Collected data entries
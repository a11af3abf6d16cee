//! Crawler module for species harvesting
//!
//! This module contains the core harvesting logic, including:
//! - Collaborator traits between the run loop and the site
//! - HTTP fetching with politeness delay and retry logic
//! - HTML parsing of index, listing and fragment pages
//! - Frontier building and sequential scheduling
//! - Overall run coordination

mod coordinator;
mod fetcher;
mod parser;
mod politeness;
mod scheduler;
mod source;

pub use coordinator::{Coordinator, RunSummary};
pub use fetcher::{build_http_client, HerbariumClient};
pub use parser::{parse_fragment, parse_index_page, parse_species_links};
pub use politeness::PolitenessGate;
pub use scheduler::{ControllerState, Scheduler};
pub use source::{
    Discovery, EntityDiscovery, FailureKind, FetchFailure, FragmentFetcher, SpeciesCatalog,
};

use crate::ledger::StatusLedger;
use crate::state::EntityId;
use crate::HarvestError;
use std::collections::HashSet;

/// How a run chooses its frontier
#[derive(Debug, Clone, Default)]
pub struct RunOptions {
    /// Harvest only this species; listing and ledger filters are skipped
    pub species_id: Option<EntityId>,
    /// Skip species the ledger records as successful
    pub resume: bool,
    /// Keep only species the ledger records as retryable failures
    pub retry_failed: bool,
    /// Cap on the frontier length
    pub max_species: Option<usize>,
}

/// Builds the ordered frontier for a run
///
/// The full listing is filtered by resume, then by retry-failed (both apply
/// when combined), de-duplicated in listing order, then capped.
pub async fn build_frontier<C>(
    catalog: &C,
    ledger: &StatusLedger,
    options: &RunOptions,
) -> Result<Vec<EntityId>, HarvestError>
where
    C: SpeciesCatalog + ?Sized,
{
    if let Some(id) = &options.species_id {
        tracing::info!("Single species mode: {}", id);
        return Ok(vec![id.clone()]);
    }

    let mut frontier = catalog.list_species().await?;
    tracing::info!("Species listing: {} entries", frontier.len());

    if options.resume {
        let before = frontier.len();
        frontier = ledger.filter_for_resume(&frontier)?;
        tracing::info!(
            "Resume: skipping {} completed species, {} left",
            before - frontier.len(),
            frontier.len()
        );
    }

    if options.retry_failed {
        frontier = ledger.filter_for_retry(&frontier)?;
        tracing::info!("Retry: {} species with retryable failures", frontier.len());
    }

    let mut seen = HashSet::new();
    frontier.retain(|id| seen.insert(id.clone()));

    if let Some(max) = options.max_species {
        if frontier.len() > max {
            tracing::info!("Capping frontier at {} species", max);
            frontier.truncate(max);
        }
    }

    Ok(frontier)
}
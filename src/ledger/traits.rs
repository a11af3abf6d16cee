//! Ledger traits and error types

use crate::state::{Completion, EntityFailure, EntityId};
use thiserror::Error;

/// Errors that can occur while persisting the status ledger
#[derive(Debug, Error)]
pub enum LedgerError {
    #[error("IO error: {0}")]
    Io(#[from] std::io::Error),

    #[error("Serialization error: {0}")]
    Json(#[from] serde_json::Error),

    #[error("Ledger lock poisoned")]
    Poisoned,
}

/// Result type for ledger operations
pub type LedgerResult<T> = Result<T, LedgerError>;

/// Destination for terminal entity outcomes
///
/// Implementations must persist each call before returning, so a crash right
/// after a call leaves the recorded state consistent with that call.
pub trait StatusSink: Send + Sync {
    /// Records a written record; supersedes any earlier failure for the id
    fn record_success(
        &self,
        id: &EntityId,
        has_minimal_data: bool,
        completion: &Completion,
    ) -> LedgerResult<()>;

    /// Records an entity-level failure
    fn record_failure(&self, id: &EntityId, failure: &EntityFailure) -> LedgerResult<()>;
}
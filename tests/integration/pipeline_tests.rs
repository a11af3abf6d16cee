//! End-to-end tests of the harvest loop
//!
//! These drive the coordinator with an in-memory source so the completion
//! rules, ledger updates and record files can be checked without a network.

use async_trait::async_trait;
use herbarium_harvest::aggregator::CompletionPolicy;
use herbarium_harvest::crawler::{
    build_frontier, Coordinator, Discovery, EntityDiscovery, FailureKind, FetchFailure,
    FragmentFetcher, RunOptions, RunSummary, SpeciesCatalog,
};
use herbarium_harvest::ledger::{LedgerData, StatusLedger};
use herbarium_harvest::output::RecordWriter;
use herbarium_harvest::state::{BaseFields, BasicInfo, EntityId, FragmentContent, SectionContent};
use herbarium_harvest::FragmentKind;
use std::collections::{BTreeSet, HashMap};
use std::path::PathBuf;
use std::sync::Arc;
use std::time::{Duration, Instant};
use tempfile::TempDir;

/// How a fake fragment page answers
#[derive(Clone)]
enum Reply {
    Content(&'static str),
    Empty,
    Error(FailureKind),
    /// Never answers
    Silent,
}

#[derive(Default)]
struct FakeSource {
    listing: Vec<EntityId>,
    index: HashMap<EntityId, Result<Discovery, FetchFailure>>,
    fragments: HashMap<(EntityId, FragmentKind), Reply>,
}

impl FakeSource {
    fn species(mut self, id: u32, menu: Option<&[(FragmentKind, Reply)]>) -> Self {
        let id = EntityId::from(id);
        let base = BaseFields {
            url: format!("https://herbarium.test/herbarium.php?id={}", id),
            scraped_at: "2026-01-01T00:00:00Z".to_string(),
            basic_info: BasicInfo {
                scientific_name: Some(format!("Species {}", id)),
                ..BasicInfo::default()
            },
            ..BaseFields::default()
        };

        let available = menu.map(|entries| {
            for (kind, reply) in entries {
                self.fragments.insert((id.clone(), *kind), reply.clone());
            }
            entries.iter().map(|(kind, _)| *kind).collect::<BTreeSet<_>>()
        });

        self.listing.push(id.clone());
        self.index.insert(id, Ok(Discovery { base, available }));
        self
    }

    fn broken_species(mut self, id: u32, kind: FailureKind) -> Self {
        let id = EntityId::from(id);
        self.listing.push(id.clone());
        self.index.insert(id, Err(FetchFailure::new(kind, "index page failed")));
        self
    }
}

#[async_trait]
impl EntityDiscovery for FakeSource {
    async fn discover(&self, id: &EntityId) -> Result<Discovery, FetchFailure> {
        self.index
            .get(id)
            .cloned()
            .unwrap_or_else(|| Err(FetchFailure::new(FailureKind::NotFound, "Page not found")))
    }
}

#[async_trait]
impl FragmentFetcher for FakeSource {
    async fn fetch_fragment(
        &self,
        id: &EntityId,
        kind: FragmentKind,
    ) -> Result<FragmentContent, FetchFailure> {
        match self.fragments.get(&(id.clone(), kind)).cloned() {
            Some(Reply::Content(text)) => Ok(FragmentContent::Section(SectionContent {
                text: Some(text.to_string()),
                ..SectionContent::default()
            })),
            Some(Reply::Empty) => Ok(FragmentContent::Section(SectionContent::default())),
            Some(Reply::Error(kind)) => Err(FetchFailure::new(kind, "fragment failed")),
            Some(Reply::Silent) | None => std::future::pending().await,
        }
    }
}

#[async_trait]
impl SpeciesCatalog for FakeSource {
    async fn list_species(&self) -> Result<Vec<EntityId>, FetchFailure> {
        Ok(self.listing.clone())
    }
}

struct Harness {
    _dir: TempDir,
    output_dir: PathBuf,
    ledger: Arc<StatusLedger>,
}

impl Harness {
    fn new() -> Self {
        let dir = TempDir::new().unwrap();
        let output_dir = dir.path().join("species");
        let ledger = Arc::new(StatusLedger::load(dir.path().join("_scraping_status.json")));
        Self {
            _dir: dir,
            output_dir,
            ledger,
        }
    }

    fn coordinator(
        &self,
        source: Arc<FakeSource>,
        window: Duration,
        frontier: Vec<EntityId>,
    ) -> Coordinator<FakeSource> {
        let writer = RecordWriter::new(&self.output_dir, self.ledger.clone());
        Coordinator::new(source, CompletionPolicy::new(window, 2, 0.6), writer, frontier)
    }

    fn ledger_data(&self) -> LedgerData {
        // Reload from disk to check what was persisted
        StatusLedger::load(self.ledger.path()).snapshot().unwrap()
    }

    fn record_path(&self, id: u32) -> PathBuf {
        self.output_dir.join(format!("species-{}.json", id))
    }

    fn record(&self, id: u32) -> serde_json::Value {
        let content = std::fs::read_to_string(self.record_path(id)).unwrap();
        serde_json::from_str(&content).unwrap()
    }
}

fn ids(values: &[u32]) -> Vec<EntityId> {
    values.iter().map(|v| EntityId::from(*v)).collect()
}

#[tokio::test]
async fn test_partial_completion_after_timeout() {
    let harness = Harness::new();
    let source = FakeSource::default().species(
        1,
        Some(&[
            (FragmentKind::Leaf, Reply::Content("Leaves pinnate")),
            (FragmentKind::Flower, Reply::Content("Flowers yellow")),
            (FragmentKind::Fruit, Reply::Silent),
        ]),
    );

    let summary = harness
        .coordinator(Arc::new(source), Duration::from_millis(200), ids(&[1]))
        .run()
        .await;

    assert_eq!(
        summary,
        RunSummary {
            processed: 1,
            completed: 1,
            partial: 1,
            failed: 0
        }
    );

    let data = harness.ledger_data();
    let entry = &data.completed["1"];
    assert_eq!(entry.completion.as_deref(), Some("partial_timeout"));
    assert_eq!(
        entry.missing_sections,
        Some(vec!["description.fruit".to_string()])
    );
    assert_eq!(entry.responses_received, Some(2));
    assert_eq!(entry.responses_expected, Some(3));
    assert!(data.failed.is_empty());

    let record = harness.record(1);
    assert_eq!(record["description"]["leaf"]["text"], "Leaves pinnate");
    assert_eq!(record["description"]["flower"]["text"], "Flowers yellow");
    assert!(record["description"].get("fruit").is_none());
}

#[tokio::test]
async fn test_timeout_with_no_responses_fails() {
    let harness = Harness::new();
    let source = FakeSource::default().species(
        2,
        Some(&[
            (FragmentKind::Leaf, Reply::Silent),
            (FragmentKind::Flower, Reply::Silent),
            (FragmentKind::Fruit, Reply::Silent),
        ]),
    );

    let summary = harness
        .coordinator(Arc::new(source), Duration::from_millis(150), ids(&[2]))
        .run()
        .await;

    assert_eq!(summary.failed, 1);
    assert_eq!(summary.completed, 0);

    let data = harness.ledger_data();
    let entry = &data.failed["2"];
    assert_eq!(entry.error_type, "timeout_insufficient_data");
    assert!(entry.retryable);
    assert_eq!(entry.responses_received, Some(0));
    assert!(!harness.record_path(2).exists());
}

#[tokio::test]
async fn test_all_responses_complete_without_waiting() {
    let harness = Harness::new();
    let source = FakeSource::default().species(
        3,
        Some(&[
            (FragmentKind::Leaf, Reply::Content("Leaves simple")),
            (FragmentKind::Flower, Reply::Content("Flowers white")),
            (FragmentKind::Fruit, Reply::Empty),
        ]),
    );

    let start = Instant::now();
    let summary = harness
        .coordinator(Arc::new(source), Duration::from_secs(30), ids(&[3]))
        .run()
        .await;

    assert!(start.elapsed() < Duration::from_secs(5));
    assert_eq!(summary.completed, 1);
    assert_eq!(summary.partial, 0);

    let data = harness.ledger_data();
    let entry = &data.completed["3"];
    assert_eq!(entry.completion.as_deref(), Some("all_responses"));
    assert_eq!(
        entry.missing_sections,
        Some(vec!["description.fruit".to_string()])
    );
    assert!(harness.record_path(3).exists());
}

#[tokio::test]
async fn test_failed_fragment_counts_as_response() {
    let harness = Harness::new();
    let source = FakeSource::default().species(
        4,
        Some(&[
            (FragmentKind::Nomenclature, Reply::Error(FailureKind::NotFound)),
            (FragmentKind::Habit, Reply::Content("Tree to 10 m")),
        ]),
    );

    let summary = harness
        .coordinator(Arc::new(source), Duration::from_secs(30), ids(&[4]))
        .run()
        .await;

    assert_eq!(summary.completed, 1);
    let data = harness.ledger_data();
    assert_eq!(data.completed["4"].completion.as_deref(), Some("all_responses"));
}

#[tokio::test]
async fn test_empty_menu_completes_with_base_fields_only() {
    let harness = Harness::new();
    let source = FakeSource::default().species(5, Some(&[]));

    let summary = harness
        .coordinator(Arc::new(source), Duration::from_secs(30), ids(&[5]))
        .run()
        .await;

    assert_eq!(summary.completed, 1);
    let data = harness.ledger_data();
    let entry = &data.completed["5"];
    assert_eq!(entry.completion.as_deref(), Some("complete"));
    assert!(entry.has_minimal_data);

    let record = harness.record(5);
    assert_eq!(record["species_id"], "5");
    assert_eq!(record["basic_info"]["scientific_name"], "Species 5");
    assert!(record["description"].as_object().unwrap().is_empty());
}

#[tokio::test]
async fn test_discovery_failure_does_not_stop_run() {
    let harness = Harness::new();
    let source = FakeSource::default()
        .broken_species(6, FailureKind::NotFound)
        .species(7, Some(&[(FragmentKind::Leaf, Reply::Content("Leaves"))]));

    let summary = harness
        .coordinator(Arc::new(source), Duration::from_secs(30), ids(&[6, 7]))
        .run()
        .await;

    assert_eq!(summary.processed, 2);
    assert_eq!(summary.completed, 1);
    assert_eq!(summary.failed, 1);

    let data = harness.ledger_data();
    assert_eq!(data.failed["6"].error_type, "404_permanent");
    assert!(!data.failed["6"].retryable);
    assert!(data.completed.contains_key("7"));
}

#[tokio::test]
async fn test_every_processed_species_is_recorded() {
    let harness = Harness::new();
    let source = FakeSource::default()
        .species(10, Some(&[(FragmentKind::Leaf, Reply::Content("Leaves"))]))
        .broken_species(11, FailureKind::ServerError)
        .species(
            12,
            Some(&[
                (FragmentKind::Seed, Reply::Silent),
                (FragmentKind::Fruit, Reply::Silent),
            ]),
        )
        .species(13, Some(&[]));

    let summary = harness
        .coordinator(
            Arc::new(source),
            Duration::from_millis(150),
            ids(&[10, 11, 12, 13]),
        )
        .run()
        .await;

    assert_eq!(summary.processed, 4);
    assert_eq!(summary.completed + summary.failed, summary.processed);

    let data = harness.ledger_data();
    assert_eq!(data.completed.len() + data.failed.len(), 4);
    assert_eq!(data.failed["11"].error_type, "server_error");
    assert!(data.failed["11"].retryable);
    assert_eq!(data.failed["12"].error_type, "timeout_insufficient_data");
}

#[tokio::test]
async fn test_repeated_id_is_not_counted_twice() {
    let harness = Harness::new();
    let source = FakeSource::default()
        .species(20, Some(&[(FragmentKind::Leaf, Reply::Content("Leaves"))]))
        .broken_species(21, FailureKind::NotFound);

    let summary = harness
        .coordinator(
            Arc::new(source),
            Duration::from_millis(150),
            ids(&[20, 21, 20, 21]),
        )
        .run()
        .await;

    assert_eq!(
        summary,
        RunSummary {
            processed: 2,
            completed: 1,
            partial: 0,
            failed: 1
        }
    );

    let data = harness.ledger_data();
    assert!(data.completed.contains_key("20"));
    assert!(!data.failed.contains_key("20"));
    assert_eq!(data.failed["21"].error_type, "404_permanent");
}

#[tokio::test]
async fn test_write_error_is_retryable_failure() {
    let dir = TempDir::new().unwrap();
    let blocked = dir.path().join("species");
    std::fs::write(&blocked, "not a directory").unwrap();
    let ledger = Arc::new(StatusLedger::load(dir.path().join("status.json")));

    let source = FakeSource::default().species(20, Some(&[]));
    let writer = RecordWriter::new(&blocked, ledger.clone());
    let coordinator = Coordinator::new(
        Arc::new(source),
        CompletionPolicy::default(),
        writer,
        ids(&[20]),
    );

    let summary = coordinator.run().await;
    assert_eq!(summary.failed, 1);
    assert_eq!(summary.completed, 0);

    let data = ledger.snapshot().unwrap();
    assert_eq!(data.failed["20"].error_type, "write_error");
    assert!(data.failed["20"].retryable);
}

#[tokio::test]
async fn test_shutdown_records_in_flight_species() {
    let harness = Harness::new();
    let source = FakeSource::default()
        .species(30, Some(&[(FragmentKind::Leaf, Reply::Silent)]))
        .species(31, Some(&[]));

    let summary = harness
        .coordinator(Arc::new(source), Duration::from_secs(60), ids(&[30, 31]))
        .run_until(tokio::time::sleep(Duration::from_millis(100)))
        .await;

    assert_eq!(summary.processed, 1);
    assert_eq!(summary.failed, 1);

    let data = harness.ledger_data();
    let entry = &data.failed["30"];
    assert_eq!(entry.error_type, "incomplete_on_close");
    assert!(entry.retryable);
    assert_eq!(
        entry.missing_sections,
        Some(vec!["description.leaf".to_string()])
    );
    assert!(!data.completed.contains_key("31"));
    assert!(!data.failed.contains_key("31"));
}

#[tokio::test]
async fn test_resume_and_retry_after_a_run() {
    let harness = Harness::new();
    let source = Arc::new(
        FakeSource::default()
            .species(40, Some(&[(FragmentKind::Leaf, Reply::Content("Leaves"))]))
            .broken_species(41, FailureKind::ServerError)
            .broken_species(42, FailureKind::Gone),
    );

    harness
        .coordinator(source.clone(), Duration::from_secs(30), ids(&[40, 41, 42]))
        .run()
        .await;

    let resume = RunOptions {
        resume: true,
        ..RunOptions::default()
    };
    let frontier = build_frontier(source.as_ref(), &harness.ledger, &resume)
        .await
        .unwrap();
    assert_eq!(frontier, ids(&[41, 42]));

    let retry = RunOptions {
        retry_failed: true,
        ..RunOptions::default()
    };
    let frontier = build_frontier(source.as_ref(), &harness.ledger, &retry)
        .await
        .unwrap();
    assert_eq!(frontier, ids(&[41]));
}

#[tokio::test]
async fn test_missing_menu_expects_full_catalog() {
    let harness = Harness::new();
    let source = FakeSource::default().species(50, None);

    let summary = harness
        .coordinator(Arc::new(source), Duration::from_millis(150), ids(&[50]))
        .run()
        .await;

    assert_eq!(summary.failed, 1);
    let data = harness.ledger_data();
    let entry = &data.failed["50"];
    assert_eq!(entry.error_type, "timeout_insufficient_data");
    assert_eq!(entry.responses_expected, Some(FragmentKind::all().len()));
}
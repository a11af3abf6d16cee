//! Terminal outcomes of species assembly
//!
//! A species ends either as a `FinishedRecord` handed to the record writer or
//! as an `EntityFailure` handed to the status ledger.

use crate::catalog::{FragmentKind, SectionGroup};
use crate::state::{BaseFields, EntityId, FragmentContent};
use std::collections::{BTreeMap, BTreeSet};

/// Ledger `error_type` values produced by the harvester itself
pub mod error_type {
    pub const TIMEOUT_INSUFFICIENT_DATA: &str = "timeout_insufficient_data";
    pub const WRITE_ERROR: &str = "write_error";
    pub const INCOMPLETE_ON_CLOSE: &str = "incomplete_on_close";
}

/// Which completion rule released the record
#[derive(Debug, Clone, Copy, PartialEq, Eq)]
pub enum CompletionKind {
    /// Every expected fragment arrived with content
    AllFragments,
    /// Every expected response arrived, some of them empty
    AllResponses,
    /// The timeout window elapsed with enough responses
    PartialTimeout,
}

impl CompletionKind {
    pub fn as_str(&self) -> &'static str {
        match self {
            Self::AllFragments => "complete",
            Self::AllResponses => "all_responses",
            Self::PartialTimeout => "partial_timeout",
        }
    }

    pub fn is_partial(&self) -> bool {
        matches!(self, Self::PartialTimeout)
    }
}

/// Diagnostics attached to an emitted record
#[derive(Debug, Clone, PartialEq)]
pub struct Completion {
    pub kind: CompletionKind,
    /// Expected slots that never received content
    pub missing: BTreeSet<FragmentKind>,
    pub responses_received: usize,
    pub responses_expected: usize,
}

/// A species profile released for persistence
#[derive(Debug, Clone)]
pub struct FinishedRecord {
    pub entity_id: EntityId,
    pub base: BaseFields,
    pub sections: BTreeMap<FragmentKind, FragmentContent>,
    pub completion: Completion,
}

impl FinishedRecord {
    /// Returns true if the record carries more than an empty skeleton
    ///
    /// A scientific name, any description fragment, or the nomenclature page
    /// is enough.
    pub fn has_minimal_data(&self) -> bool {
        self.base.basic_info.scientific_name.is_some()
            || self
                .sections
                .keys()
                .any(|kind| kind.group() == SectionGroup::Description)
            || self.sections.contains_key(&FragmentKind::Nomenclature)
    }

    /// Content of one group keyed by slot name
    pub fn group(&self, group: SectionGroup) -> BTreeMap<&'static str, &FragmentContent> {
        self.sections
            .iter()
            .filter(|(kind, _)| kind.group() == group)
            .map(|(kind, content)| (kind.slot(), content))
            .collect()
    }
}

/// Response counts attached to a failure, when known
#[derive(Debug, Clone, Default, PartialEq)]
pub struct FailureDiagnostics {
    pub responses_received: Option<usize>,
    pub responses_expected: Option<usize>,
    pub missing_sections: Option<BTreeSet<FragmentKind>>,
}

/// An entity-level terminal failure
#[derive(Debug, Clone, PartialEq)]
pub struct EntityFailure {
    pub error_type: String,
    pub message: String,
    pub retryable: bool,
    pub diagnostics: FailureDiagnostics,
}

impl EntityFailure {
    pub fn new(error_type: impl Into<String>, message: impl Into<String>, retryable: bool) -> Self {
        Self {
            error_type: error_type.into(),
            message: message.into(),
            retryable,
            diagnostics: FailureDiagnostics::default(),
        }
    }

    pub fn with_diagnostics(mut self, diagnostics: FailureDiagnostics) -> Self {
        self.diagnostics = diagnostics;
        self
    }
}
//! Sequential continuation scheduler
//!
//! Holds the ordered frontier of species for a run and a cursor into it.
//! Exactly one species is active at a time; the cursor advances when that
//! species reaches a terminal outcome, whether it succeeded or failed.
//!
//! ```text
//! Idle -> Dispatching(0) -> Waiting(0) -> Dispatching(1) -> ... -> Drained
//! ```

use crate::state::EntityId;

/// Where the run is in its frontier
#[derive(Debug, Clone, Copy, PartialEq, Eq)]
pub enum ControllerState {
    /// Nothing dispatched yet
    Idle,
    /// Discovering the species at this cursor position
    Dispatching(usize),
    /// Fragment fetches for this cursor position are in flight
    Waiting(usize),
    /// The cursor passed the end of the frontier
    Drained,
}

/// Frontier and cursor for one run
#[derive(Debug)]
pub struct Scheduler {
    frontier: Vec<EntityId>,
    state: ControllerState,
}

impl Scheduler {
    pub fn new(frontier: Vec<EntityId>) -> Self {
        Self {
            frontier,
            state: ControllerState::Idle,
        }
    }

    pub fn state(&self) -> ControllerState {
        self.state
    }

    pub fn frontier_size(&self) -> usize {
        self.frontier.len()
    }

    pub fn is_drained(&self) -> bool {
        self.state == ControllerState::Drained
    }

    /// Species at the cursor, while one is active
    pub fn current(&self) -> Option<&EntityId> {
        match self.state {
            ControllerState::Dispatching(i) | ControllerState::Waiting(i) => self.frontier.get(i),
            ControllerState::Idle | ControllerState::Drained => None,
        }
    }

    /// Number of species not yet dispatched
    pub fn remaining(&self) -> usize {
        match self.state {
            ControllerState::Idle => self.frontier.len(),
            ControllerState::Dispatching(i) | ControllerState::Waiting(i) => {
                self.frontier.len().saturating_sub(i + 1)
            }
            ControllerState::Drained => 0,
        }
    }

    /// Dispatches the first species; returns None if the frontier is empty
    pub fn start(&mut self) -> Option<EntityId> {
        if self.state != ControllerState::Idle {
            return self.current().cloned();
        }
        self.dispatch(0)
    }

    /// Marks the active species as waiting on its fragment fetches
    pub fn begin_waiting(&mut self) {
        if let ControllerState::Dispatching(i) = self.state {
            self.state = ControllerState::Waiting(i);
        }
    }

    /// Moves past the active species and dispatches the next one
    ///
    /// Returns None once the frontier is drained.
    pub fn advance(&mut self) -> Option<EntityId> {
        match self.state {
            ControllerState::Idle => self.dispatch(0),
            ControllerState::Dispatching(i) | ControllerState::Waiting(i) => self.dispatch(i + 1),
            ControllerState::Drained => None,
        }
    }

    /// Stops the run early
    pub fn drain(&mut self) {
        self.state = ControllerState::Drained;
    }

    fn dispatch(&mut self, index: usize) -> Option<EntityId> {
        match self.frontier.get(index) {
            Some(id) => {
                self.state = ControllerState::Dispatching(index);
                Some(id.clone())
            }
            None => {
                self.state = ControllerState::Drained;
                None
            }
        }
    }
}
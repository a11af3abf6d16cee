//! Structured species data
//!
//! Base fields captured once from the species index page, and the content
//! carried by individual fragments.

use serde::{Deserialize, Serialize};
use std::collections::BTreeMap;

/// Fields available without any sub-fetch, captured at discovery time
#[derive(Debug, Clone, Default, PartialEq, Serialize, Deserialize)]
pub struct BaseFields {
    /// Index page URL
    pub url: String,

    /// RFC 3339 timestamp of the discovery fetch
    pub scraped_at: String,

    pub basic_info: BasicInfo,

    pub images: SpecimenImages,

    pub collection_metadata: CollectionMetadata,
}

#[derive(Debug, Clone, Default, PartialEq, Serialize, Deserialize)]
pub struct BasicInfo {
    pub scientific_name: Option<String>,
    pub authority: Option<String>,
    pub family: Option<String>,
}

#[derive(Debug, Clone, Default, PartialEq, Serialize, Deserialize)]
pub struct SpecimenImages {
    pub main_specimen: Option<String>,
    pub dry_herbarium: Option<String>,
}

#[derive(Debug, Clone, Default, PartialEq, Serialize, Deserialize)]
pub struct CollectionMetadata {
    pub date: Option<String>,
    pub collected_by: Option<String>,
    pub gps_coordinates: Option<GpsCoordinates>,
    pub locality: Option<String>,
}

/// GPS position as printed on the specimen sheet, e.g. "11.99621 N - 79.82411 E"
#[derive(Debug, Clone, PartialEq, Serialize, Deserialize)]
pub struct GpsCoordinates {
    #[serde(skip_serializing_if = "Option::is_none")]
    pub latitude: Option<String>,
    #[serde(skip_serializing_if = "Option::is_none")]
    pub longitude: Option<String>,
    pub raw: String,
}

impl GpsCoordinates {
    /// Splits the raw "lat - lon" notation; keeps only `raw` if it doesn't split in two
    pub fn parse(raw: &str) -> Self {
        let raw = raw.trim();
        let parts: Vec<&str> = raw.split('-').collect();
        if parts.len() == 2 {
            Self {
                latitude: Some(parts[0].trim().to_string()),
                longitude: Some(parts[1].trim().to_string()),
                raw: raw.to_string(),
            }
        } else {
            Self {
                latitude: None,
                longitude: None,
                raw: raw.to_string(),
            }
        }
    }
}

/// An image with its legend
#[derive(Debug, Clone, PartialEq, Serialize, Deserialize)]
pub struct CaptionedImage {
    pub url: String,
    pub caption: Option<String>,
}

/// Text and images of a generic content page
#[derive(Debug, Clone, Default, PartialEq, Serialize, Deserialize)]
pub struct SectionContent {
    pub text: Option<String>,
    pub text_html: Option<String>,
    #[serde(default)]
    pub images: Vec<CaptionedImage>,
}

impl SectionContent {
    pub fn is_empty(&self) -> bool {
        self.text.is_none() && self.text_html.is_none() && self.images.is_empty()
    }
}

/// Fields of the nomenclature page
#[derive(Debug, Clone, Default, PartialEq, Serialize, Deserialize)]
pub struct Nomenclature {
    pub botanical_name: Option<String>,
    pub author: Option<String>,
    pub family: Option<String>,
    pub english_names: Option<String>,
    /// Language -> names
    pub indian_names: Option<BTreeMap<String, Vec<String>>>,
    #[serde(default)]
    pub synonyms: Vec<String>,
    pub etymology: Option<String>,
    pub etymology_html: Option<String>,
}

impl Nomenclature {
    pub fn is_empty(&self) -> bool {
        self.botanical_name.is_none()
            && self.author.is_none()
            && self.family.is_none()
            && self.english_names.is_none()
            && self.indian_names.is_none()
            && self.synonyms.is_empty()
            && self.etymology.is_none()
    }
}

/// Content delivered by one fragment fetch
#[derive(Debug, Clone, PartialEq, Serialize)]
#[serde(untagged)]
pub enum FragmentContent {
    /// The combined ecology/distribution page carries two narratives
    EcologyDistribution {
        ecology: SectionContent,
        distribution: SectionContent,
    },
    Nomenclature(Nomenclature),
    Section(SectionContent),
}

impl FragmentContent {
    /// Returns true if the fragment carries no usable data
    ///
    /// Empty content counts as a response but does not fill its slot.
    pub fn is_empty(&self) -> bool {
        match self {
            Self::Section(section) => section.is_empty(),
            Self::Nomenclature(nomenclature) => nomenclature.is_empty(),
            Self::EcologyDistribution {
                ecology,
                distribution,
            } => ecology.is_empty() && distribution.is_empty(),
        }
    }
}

● What you will do
Across the records above, in how many lines does the string "PartialTimeout" appear? Reply with the figure alone.

● Answer to this exercise
3